したがって、結果としてはリックを裏切ったかたちになったイルザは、もちろん二度とリックに会うつもりはなかったし、リックの方も「裏切られた」という意識から、彼女のことは忘れようとしていたのだが、運命の悪戯が二人を再会させて、面倒な三角関係になってしまったのである。

だが、その三角関係は、一人の女性であるイルザも決して不実だったわけではないし、二人の男性はいずれも侠気のある人物だったから、いわゆる「一人の女を奪い合う」というような、ドロドロした関係にはならなかった

再会した当初はイルザを恨んでいたリックだが、イルザから真相を聞かされ、彼女自身いまだにリックを愛しているという事実を知り、いったんはラズロから彼女を奪って逃げることも考えた。イルザもそれに傾きかけていた。
しかし、それを察していたラズロが、命を狙われている自分と行動を共にさせるのはイルザのためにはならないと、むしろみずから身をひいてリックにイルザを託そうとしたその態度に、最後はリックの方で身をひき、二人を逃すという選択をするのである。

つまり、迷える女性と、侠気のある二人の男性による三角関係だから、本作はドロドロしたものにはならず、むしろ騎士道的精神に満ちた恋愛ものとして、名作となり得たのだ。

(ラズロ、イルザ、リックの三人)

一一で、前述のとおり、本作がこうした結末の作品になったのは、あくまでも結果論なのである。
つまり、主演の男女が演ずるリックとイルザが結ばれるラストも考慮はされたのだが、結局は今のかたちに落ち着き、その結果、品格のある恋愛映画の傑作になり得たのだ。

しかし、本作が恋愛映画として傑作になり得た理由の一つとしては、やはり、ラストが決まらないまま、撮影がなされたということも、決して無関係ではないと、私は見る。
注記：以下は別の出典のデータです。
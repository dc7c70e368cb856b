//! Per-pixel colour transforms. Alpha is never touched.

use crate::capture::frame::{FrameBuffer, CHANNELS};

pub fn luminance(r: u8, g: u8, b: u8) -> f64 {
    0.299 * r as f64 + 0.587 * g as f64 + 0.114 * b as f64
}

/// Round then saturate into a channel byte
pub fn to_channel(value: f64) -> u8 {
    value.round().clamp(0.0, 255.0) as u8
}

pub fn grayscale(frame: &FrameBuffer) -> FrameBuffer {
    map_rgb(frame, |r, g, b| {
        let gray = to_channel(luminance(r, g, b));
        [gray, gray, gray]
    })
}

pub fn sepia(frame: &FrameBuffer) -> FrameBuffer {
    map_rgb(frame, |r, g, b| {
        let (r, g, b) = (r as f64, g as f64, b as f64);
        [
            to_channel(0.393 * r + 0.769 * g + 0.189 * b),
            to_channel(0.349 * r + 0.686 * g + 0.168 * b),
            to_channel(0.272 * r + 0.534 * g + 0.131 * b),
        ]
    })
}

fn map_rgb(frame: &FrameBuffer, f: impl Fn(u8, u8, u8) -> [u8; 3]) -> FrameBuffer {
    let mut out = frame.clone();
    for px in out.as_bytes_mut().chunks_exact_mut(CHANNELS) {
        let rgb = f(px[0], px[1], px[2]);
        px[..3].copy_from_slice(&rgb);
    }
    out
}
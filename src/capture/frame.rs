use bytes::Bytes;
use serde::{Deserialize, Serialize};
use thiserror::Error;

/// Bytes per RGBA pixel
pub const CHANNELS: usize = 4;

#[derive(Debug, Error, PartialEq, Eq)]
pub enum FrameError {
    #[error("buffer holds {actual} bytes, expected {expected} for {width}x{height} RGBA")]
    SizeMismatch {
        width: u32,
        height: u32,
        expected: usize,
        actual: usize,
    },
}

/// RGBA pixel buffer, row-major, origin top-left.
///
/// The length is always `width * height * 4`; both constructors enforce it,
/// so filters can index without bounds bookkeeping.
#[derive(Debug, Clone, PartialEq, Eq)]
pub struct FrameBuffer {
    width: u32,
    height: u32,
    data: Vec<u8>,
}

impl FrameBuffer {
    pub fn new(width: u32, height: u32, data: Vec<u8>) -> Result<Self, FrameError> {
        let expected = Self::byte_len(width, height);
        if data.len() != expected {
            return Err(FrameError::SizeMismatch {
                width,
                height,
                expected,
                actual: data.len(),
            });
        }
        Ok(Self {
            width,
            height,
            data,
        })
    }

    /// Fully transparent black buffer
    pub fn blank(width: u32, height: u32) -> Self {
        Self {
            width,
            height,
            data: vec![0; Self::byte_len(width, height)],
        }
    }

    /// Buffer with every pixel set to `rgba`
    pub fn filled(width: u32, height: u32, rgba: [u8; 4]) -> Self {
        let data = rgba
            .iter()
            .copied()
            .cycle()
            .take(Self::byte_len(width, height))
            .collect();
        Self {
            width,
            height,
            data,
        }
    }

    pub fn byte_len(width: u32, height: u32) -> usize {
        width as usize * height as usize * CHANNELS
    }

    pub fn width(&self) -> u32 {
        self.width
    }

    pub fn height(&self) -> u32 {
        self.height
    }

    pub fn dimensions(&self) -> (u32, u32) {
        (self.width, self.height)
    }

    pub fn as_bytes(&self) -> &[u8] {
        &self.data
    }

    pub fn as_bytes_mut(&mut self) -> &mut [u8] {
        &mut self.data
    }

    /// Byte offset of pixel (x, y)
    pub fn offset(&self, x: u32, y: u32) -> usize {
        (y as usize * self.width as usize + x as usize) * CHANNELS
    }

    pub fn pixel(&self, x: u32, y: u32) -> [u8; 4] {
        let i = self.offset(x, y);
        [
            self.data[i],
            self.data[i + 1],
            self.data[i + 2],
            self.data[i + 3],
        ]
    }

    pub fn set_pixel(&mut self, x: u32, y: u32, rgba: [u8; 4]) {
        let i = self.offset(x, y);
        self.data[i..i + CHANNELS].copy_from_slice(&rgba);
    }
}

/// Undecoded frame as dequeued from a device
#[derive(Clone)]
pub struct RawFrame {
    pub data: Bytes,
    pub meta: FrameMetadata,
}

#[derive(Debug, Clone)]
pub struct FrameMetadata {
    pub sequence: u64,
    pub width: u32,
    pub height: u32,
    pub format: PixelFormat,
}

/// Device pixel formats we can decode
#[derive(Debug, Clone, Copy, PartialEq, Eq, Serialize, Deserialize)]
pub enum PixelFormat {
    Rgb24,
    Yuyv,
    Mjpeg,
}
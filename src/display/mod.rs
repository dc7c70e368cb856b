pub mod surface;
pub mod window;

pub use surface::{present, PreviewEffect, SurfaceOptions, SurfaceState, VisibleSurface};
pub use window::Sdl2Display;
というのも、本作を見ている最中は、最終的にイルザが、どちらの男性と結ばれるのかが、まったく窺い知れないからだ。
「こう来たから、きっとラストはこっちだな」という予測が困難な作品なのである。
一一なにしろ、演じてる三人か、ラストを知らないのだから、それはそうなるのも当然だったのだ。

つまり、本作には、良い意味で「伏線」が張られてはいない
そのため、ラストが予想できず、物語の行く末をどうなることかと、ただ見守るしかなかったからこそ、このラストの「潔い選択」も生きたのであろう、ということだ。

最初からシナリオが、きっちりと出来上がっており、俳優たちがラストまで承知して演技をしていたら、本作のような、ラストの読めないが故にラストが生きた作品にはならなかったのではないかと、私はそう評価しているのである。

やはり、恋愛というのは、そうでなくては面白くないのではないだろうか。